Several schools in Imperial County found a way to spark that connection with “parades” through their home neighborhoods, and it will be needed as news spread March 31 that state Superintendent of Public Instruction Tony Thurmond has recommended students not return to school campuses before the end of the 2019-2020 school year.
Pine School in Holtville resorted
to a list of students and a paper map of Holtville streets to conduct a drive-by
parade on March 24 to re-connect with one another, explained Pine Principal Patricia
Little Holtville Shows Big Heart
A caravan of cars left downtown Holtville about 11 a.m. and wound its way through the school’s jurisdiction to wave hello and shout encouragement to students and school staff alike. Nine of 11 teachers participated along with two classroom aides and a yard-duty supervisor, Harrison said recently.
“The kids were so excited to see us,” she recalled. “It really made their day and we had a lot of response afterward.”
The idea at Pine School started with a teacher learning about the concept through social media.

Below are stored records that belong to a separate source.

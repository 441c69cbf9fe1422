//! StatusSync Domain Layer
//!
//! This crate contains the core data model for StatusSync and the trait
//! interfaces every other layer depends upon. It carries no I/O of its own.
//!
//! ## Key Concepts
//!
//! - **Email**: a trimmed, immutable message produced by an email source
//! - **ApplicationStatus**: the closed set of lifecycle states of a job application
//! - **ApplicationStatusRecord**: the structured fields extracted from one email
//! - **UniqueKey**: normalized `company|position` identity of one application
//! - **StoredRow**: a persisted sheet row together with its row number
//!
//! ## Architecture
//!
//! - Pure data and decision helpers only
//! - Collaborators (inference backend, email source, tabular store) are
//!   traits here and implemented in other crates
//! - Absent fields are `None`; the `"unknown"` sentinel exists only at the
//!   store-write boundary

#![warn(missing_docs)]
#![warn(clippy::all)]

pub mod email;
pub mod key;
pub mod record;
pub mod row;
pub mod run;
pub mod status;
pub mod traits;

// Re-exports for convenience
pub use email::{Email, FetchWindow};
pub use key::UniqueKey;
pub use record::{ApplicationStatusRecord, UNKNOWN};
pub use row::{SheetRow, StoredRow, FIRST_DATA_ROW, HEADER, HEADER_ROW};
pub use run::RunId;
pub use status::ApplicationStatus;
//! Configuration for the pipeline

use serde::{Deserialize, Serialize};

/// Configuration for the classification, extraction and reconciliation stages
///
/// Token budgets are per gateway call.
#[derive(Debug, Clone, PartialEq, Eq, Serialize, Deserialize)]
#[serde(default)]
pub struct PipelineConfig {
    /// Sheet holding application rows
    pub sheet_name: String,

    /// Maximum messages requested from the email source
    pub fetch_limit: usize,

    /// Maximum emails processed per run, after dropping empty subjects
    pub max_emails: usize,

    /// Body characters passed to the extraction prompt
    pub max_body_chars: usize,

    /// Token budget for extracting one email
    pub extraction_max_tokens: u32,

    /// Token budget for classifying one subject
    pub classification_max_tokens: u32,

    /// Tokens allowed per subject in a batch classification
    pub batch_tokens_per_subject: u32,

    /// Lower bound on a batch classification budget
    pub batch_min_tokens: u32,
}

impl PipelineConfig {
    /// Token budget for classifying `subjects` non-empty subjects in one call
    ///
    /// # Examples
    ///
    /// ```
    /// use statussync_pipeline::PipelineConfig;
    ///
    /// let config = PipelineConfig::default();
    /// assert_eq!(config.batch_budget(1), 50);
    /// assert_eq!(config.batch_budget(20), 100);
    /// ```
    pub fn batch_budget(&self, subjects: usize) -> u32 {
        let subjects = u32::try_from(subjects).unwrap_or(u32::MAX);
        self.batch_tokens_per_subject
            .saturating_mul(subjects)
            .max(self.batch_min_tokens)
    }

    /// Validate the configuration
    pub fn validate(&self) -> Result<(), String> {
        if self.sheet_name.trim().is_empty() {
            return Err("sheet_name must not be empty".to_string());
        }
        if self.fetch_limit == 0 {
            return Err("fetch_limit must be greater than 0".to_string());
        }
        if self.max_emails == 0 {
            return Err("max_emails must be greater than 0".to_string());
        }
        if self.max_body_chars == 0 {
            return Err("max_body_chars must be greater than 0".to_string());
        }
        if self.extraction_max_tokens == 0 || self.classification_max_tokens == 0 {
            return Err("token budgets must be greater than 0".to_string());
        }
        if self.batch_tokens_per_subject == 0 {
            return Err("batch_tokens_per_subject must be greater than 0".to_string());
        }
        Ok(())
    }
}

impl Default for PipelineConfig {
    fn default() -> Self {
        Self {
            sheet_name: "Sheet1".to_string(),
            fetch_limit: 100,
            max_emails: 20,
            max_body_chars: 1500,
            extraction_max_tokens: 500,
            classification_max_tokens: 10,
            batch_tokens_per_subject: 5,
            batch_min_tokens: 50,
        }
    }
}

impl PipelineConfig {
    /// Aggressive preset: fewer emails, shorter bodies, tighter budgets
    pub fn aggressive() -> Self {
        Self {
            fetch_limit: 50,
            max_emails: 10,
            max_body_chars: 1000,
            extraction_max_tokens: 300,
            batch_tokens_per_subject: 3,
            batch_min_tokens: 20,
            ..Self::default()
        }
    }

    /// Lenient preset: more emails, longer bodies, roomier budgets
    pub fn lenient() -> Self {
        Self {
            fetch_limit: 500,
            max_emails: 100,
            max_body_chars: 3000,
            extraction_max_tokens: 1000,
            classification_max_tokens: 20,
            batch_tokens_per_subject: 8,
            batch_min_tokens: 100,
            ..Self::default()
        }
    }

    /// Load configuration from TOML string
    pub fn from_toml(toml_str: &str) -> Result<Self, String> {
        toml::from_str(toml_str).map_err(|e| format!("Failed to parse TOML: {}", e))
    }

    /// Serialize configuration to TOML string
    pub fn to_toml(&self) -> Result<String, String> {
        toml::to_string_pretty(self).map_err(|e| format!("Failed to serialize to TOML: {}", e))
    }
}

#[cfg(test)]
mod tests {
    use super::*;

    #[test]
    fn test_default_config_is_valid() {
        let config = PipelineConfig::default();
        assert!(config.validate().is_ok());
        assert_eq!(config.max_body_chars, 1500);
        assert_eq!(config.extraction_max_tokens, 500);
        assert_eq!(config.classification_max_tokens, 10);
    }

    #[test]
    fn test_presets_are_valid() {
        assert!(PipelineConfig::aggressive().validate().is_ok());
        assert!(PipelineConfig::lenient().validate().is_ok());
    }

    #[test]
    fn test_invalid_max_emails() {
        let config = PipelineConfig {
            max_emails: 0,
            ..PipelineConfig::default()
        };
        assert!(config.validate().is_err());
    }

    #[test]
    fn test_batch_budget_scales_with_subjects() {
        let config = PipelineConfig::default();
        assert_eq!(config.batch_budget(0), config.batch_min_tokens);
        assert_eq!(config.batch_budget(10), 50);
        assert_eq!(config.batch_budget(11), 55);
        assert_eq!(config.batch_budget(usize::MAX), u32::MAX);
    }

    #[test]
    fn test_partial_toml_uses_defaults() {
        let config = PipelineConfig::from_toml("max_emails = 5\n").unwrap();
        assert_eq!(config.max_emails, 5);
        assert_eq!(config.sheet_name, "Sheet1");
    }

    #[test]
    fn test_toml_round_trip() {
        let config = PipelineConfig::lenient();
        let parsed = PipelineConfig::from_toml(&config.to_toml().unwrap()).unwrap();
        assert_eq!(parsed, config);
    }
}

A female student could not have her birthday party owing to an illness. But a spirit of can-do determination prompted the idea of a drive-by parade to celebrate this student’s birthday.

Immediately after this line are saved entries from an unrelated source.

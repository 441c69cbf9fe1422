//! Provider configuration and selection

use crate::{GeminiProvider, LlmError, MockProvider, OllamaProvider};
use serde::{Deserialize, Serialize};
use statussync_domain::traits::LlmProvider;
use std::time::Duration;

/// Sampling parameters sent with every request
///
/// These are tuning knobs, not part of any contract.
#[derive(Debug, Clone, Copy, PartialEq, Serialize, Deserialize)]
pub struct GenerationParams {
    /// Sampling temperature
    pub temperature: f32,

    /// Nucleus sampling threshold
    pub top_p: f32,

    /// Top-k sampling cutoff
    pub top_k: u32,
}

impl Default for GenerationParams {
    /// Near-deterministic sampling suited to classification
    fn default() -> Self {
        Self {
            temperature: 0.1,
            top_p: 0.8,
            top_k: 40,
        }
    }
}

impl GenerationParams {
    /// Validate the parameters
    pub fn validate(&self) -> Result<(), String> {
        if !(0.0..=2.0).contains(&self.temperature) {
            return Err(format!("temperature {} out of range [0.0, 2.0]", self.temperature));
        }
        if !(0.0..=1.0).contains(&self.top_p) || self.top_p == 0.0 {
            return Err(format!("top_p {} out of range (0.0, 1.0]", self.top_p));
        }
        if self.top_k == 0 {
            return Err("top_k must be greater than 0".to_string());
        }
        Ok(())
    }
}

/// Inference backend
#[derive(Debug, Clone, Copy, PartialEq, Eq, Serialize, Deserialize, Default)]
#[serde(rename_all = "lowercase")]
pub enum ProviderKind {
    /// Google Gemini
    #[default]
    Gemini,
    /// Local Ollama
    Ollama,
}

/// Configuration for the inference backend
#[derive(Debug, Clone, Serialize, Deserialize)]
pub struct ProviderConfig {
    /// Which backend to use
    #[serde(default)]
    pub provider: ProviderKind,

    /// Model name
    #[serde(default = "default_model")]
    pub model: String,

    /// Override for the backend endpoint
    #[serde(default, skip_serializing_if = "Option::is_none")]
    pub endpoint: Option<String>,

    /// Environment variable holding the API key (Gemini only)
    #[serde(default = "default_api_key_env")]
    pub api_key_env: String,

    /// Request timeout (seconds)
    #[serde(default = "default_timeout_secs")]
    pub timeout_secs: u64,

    /// Sampling parameters
    #[serde(default)]
    pub sampling: GenerationParams,
}

fn default_model() -> String {
    crate::gemini::DEFAULT_MODEL.to_string()
}

fn default_api_key_env() -> String {
    "GEMINI_API_KEY".to_string()
}

fn default_timeout_secs() -> u64 {
    crate::gemini::DEFAULT_TIMEOUT_SECS
}

impl Default for ProviderConfig {
    fn default() -> Self {
        Self {
            provider: ProviderKind::Gemini,
            model: default_model(),
            endpoint: None,
            api_key_env: default_api_key_env(),
            timeout_secs: default_timeout_secs(),
            sampling: GenerationParams::default(),
        }
    }
}

impl ProviderConfig {
    /// Validate the configuration
    pub fn validate(&self) -> Result<(), String> {
        if self.model.trim().is_empty() {
            return Err("model must not be empty".to_string());
        }
        if self.timeout_secs == 0 {
            return Err("timeout_secs must be greater than 0".to_string());
        }
        self.sampling.validate()
    }

    /// Request timeout as a Duration
    pub fn timeout(&self) -> Duration {
        Duration::from_secs(self.timeout_secs)
    }

    /// Build the configured provider, reading the API key from the environment
    pub fn build(&self) -> Result<ConfiguredProvider, LlmError> {
        let api_key = std::env::var(&self.api_key_env).ok();
        self.build_with_key(api_key.as_deref())
    }

    /// Build the configured provider with an explicit API key
    ///
    /// # Errors
    ///
    /// [`LlmError::Authentication`] when Gemini is selected and no key is given.
    pub fn build_with_key(&self, api_key: Option<&str>) -> Result<ConfiguredProvider, LlmError> {
        match self.provider {
            ProviderKind::Gemini => {
                let key = api_key.ok_or_else(|| {
                    LlmError::Authentication(format!(
                        "environment variable {} is not set",
                        self.api_key_env
                    ))
                })?;
                let mut provider = GeminiProvider::with_timeout(key, &self.model, self.timeout())?
                    .with_params(self.sampling);
                if let Some(endpoint) = &self.endpoint {
                    provider = provider.with_endpoint(endpoint);
                }
                Ok(ConfiguredProvider::Gemini(provider))
            }
            ProviderKind::Ollama => {
                let endpoint = self
                    .endpoint
                    .clone()
                    .unwrap_or_else(|| crate::ollama::DEFAULT_ENDPOINT.to_string());
                let provider = OllamaProvider::with_timeout(endpoint, &self.model, self.timeout())?
                    .with_params(self.sampling);
                Ok(ConfiguredProvider::Ollama(provider))
            }
        }
    }
}

/// A provider selected at runtime
pub enum ConfiguredProvider {
    /// Google Gemini
    Gemini(GeminiProvider),
    /// Local Ollama
    Ollama(OllamaProvider),
    /// Deterministic mock
    Mock(MockProvider),
}

impl From<MockProvider> for ConfiguredProvider {
    fn from(provider: MockProvider) -> Self {
        ConfiguredProvider::Mock(provider)
    }
}

impl LlmProvider for ConfiguredProvider {
    type Error = LlmError;

    async fn infer(&self, prompt: &str, max_tokens: u32) -> Result<String, Self::Error> {
        match self {
            ConfiguredProvider::Gemini(provider) => provider.infer(prompt, max_tokens).await,
            ConfiguredProvider::Ollama(provider) => provider.infer(prompt, max_tokens).await,
            ConfiguredProvider::Mock(provider) => provider.infer(prompt, max_tokens).await,
        }
    }

    fn model_name(&self) -> &str {
        match self {
            ConfiguredProvider::Gemini(provider) => provider.model_name(),
            ConfiguredProvider::Ollama(provider) => provider.model_name(),
            ConfiguredProvider::Mock(provider) => provider.model_name(),
        }
    }
}

impl ProviderConfig {
    /// Load configuration from TOML string
    pub fn from_toml(toml_str: &str) -> Result<Self, String> {
        toml::from_str(toml_str).map_err(|e| format!("Failed to parse TOML: {}", e))
    }

    /// Serialize configuration to TOML string
    pub fn to_toml(&self) -> Result<String, String> {
        toml::to_string_pretty(self).map_err(|e| format!("Failed to serialize to TOML: {}", e))
    }
}

#[cfg(test)]
mod tests {
    use super::*;

    #[test]
    fn test_default_config_is_valid() {
        let config = ProviderConfig::default();
        assert!(config.validate().is_ok());
        assert_eq!(config.provider, ProviderKind::Gemini);
        assert_eq!(config.sampling, GenerationParams::default());
    }

    #[test]
    fn test_invalid_sampling() {
        let mut config = ProviderConfig::default();
        config.sampling.top_p = 0.0;
        assert!(config.validate().is_err());

        let mut config = ProviderConfig::default();
        config.sampling.top_k = 0;
        assert!(config.validate().is_err());
    }

    #[test]
    fn test_gemini_without_key_is_authentication_error() {
        let config = ProviderConfig::default();
        let result = config.build_with_key(None);
        assert!(matches!(result, Err(LlmError::Authentication(_))));
    }

    #[test]
    fn test_build_ollama() {
        let config = ProviderConfig {
            provider: ProviderKind::Ollama,
            model: "llama3".to_string(),
            ..ProviderConfig::default()
        };
        let provider = config.build_with_key(None).unwrap();
        assert!(matches!(provider, ConfiguredProvider::Ollama(_)));
        assert_eq!(provider.model_name(), "llama3");
    }

    #[test]
    fn test_partial_toml_uses_defaults() {
        let config = ProviderConfig::from_toml("provider = \"ollama\"\nmodel = \"mistral\"\n").unwrap();
        assert_eq!(config.provider, ProviderKind::Ollama);
        assert_eq!(config.api_key_env, "GEMINI_API_KEY");
        assert_eq!(config.timeout_secs, crate::gemini::DEFAULT_TIMEOUT_SECS);
    }

    #[test]
    fn test_toml_round_trip() {
        let config = ProviderConfig::default();
        let toml_str = config.to_toml().unwrap();
        let parsed = ProviderConfig::from_toml(&toml_str).unwrap();
        assert_eq!(parsed.model, config.model);
        assert_eq!(parsed.sampling, config.sampling);
    }

    #[tokio::test]
    async fn test_mock_dispatch() {
        let provider: ConfiguredProvider = MockProvider::new("YES").into();
        assert_eq!(provider.infer("anything", 5).await.unwrap(), "YES");
        assert_eq!(provider.model_name(), "mock");
    }
}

When Harrison heard this, she took the concept and adapted it to the isolation of sheltering at home, the drive-by parade whisked away the distance-learning blues.

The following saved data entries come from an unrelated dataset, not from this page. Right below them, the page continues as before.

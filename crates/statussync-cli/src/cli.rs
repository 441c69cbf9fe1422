//! CLI command definitions and argument parsing.

use chrono::NaiveDate;
use clap::{Parser, Subcommand};
use std::path::PathBuf;

/// StatusSync - Track job application status from your inbox.
#[derive(Debug, Parser)]
#[command(name = "statussync")]
#[command(version, about, long_about = None)]
pub struct Cli {
    /// Output format
    #[arg(short, long, value_enum, global = true)]
    pub format: Option<CliFormat>,

    /// Disable colored output
    #[arg(long, global = true)]
    pub no_color: bool,

    /// Configuration file path
    #[arg(short, long, global = true, env = "STATUSSYNC_CONFIG")]
    pub config: Option<PathBuf>,

    #[command(subcommand)]
    pub command: Command,
}

/// Output format options.
#[derive(Debug, Clone, Copy, clap::ValueEnum)]
pub enum CliFormat {
    /// Table format (default)
    Table,
    /// JSON format
    Json,
    /// Quiet format (minimal)
    Quiet,
}

/// CLI commands.
#[derive(Debug, Subcommand)]
pub enum Command {
    /// Run the full pipeline over a date window
    Run(RunArgs),

    /// Classify subject lines as job-related or not
    Classify(ClassifyArgs),

    /// Extract application fields from one email
    Extract(ExtractArgs),

    /// List tracked applications
    List(ListArgs),

    /// Manage the configuration file
    Config(ConfigArgs),
}

/// Arguments for the run command.
#[derive(Debug, Parser)]
pub struct RunArgs {
    /// First day included (YYYY-MM-DD)
    #[arg(short, long)]
    pub start: NaiveDate,

    /// First day excluded (YYYY-MM-DD)
    #[arg(short, long)]
    pub end: NaiveDate,

    /// Maximum emails processed this run
    #[arg(short, long)]
    pub max: Option<usize>,

    /// Mailbox export to read instead of the configured one
    #[arg(long)]
    pub mailbox: Option<PathBuf>,
}

/// Arguments for the classify command.
#[derive(Debug, Parser)]
pub struct ClassifyArgs {
    /// Subject lines to classify
    #[arg(required = true)]
    pub subjects: Vec<String>,

    /// Classify each subject in its own request
    #[arg(long)]
    pub single: bool,
}

/// Arguments for the extract command.
#[derive(Debug, Parser)]
pub struct ExtractArgs {
    /// JSON file holding one email ({subject, body, from, to, date})
    #[arg(long)]
    pub file: Option<PathBuf>,

    /// Read the email JSON from stdin
    #[arg(long)]
    pub stdin: bool,
}

/// Arguments for the list command.
#[derive(Debug, Parser)]
pub struct ListArgs {
    /// Sheet to list instead of the configured one
    #[arg(long)]
    pub sheet: Option<String>,
}

/// Arguments for configuration management.
#[derive(Debug, Parser)]
pub struct ConfigArgs {
    #[command(subcommand)]
    pub action: ConfigAction,
}

/// Configuration management actions.
#[derive(Debug, Subcommand)]
pub enum ConfigAction {
    /// Write a default configuration file
    Init {
        /// Overwrite an existing file
        #[arg(long)]
        force: bool,
    },

    /// Print the effective configuration
    Show,

    /// Print the configuration file path
    Path,
}

impl From<CliFormat> for crate::config::OutputFormat {
    fn from(format: CliFormat) -> Self {
        match format {
            CliFormat::Table => crate::config::OutputFormat::Table,
            CliFormat::Json => crate::config::OutputFormat::Json,
            CliFormat::Quiet => crate::config::OutputFormat::Quiet,
        }
    }
}
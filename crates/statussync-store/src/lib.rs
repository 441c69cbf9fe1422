//! StatusSync Storage Layer
//!
//! Implements the `TabularStore` trait: a sheet of application rows with a
//! header at row 1 and data rows from row 2.
//!
//! # Stores
//!
//! - `SqliteSheetStore`: persistent sheets in a SQLite database
//! - `MemorySheetStore`: in-memory sheets with failure injection, for tests
//!
//! # Examples
//!
//! ```no_run
//! use statussync_store::SqliteSheetStore;
//!
//! let store = SqliteSheetStore::new("statussync.db").unwrap();
//! // Store is now ready for row operations
//! ```

#![warn(missing_docs)]

pub mod memory;
pub mod sqlite;

use statussync_domain::traits::CollaboratorError;
use thiserror::Error;

pub use memory::MemorySheetStore;
pub use sqlite::SqliteSheetStore;

/// Errors that can occur during storage operations
#[derive(Error, Debug)]
pub enum StoreError {
    /// Database error
    #[error("Database error: {0}")]
    Database(#[from] rusqlite::Error),

    /// Invalid data format
    #[error("Invalid data: {0}")]
    InvalidData(String),

    /// Row number outside the sheet's data rows
    #[error("Row {row} is not a data row of sheet '{sheet}'")]
    RowOutOfRange {
        /// Sheet name
        sheet: String,
        /// Requested row number
        row: usize,
    },

    /// Store temporarily unreachable
    #[error("Store unavailable: {0}")]
    Unavailable(String),

    /// Credentials missing or rejected
    #[error("Authentication failed: {0}")]
    Authentication(String),
}

impl CollaboratorError for StoreError {
    fn is_authentication(&self) -> bool {
        matches!(self, StoreError::Authentication(_))
    }
}

#[cfg(test)]
mod tests {
    use super::*;

    #[test]
    fn test_only_authentication_is_fatal() {
        assert!(StoreError::Authentication("expired".into()).is_authentication());
        assert!(!StoreError::Unavailable("timeout".into()).is_authentication());
        assert!(!StoreError::RowOutOfRange { sheet: "Sheet1".into(), row: 1 }.is_authentication());
    }
}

“We decorated the cars with homemade signs mostly made by our art teacher Gina Wright,” Harrison said. The principal then reached out to all the students’ parents to let them know when and how the parade route would proceed.
Seed of the Drive-by Parade Spreads
“We connected with them through the Remind app, text and phone calls,” said Harrison of letting parents know what was planned. “We let them know we’re still here and we still care.”
The parade took about two hours, starting off at an address on Holt Road and finishing up at Worthington Road and State Route 115. Students were out on their front lawns with signs they prepared themselves, wearing their Pine School T-shirts and in many cases with parents and even grandparents.
“It was very heartwarming experience for all of us,” Harrison added. “They were shouting out their teacher’s names and mine, too. And we let them know we had missed them, too.”
Imperial Valley Schools Jump on Bandwagon
Another school who had a drive-by parade included McCabe Elementary School, which had theirs on March 31. Attempts to reach McCabe administration by deadline were unsuccessful.
T.L. Waggoner Elementary School in the Imperial Unified School District held its drive-by parade March 25.
Calexico Unified School District also scheduled a drive-by parade. It was planned for April 1. The car caravan was to depart from Enrique Camarena Junior High School and continue down Rivera Street, then to Seventh Street, after it went down Holdridge Street, to Sapphire Street, and finally Zapata Street.
Alejandra Limon, public information officer for CUSD, cautioned students to stand back from the road, wait outside with parents or view from an inside window, continue to practice social distancing but do not gather with extended family and friends, make up a sign or chalk your sidewalk and wave at the caravan.
“Most of all, we want the students to know, we miss our Firebirds and want to see you,” she said.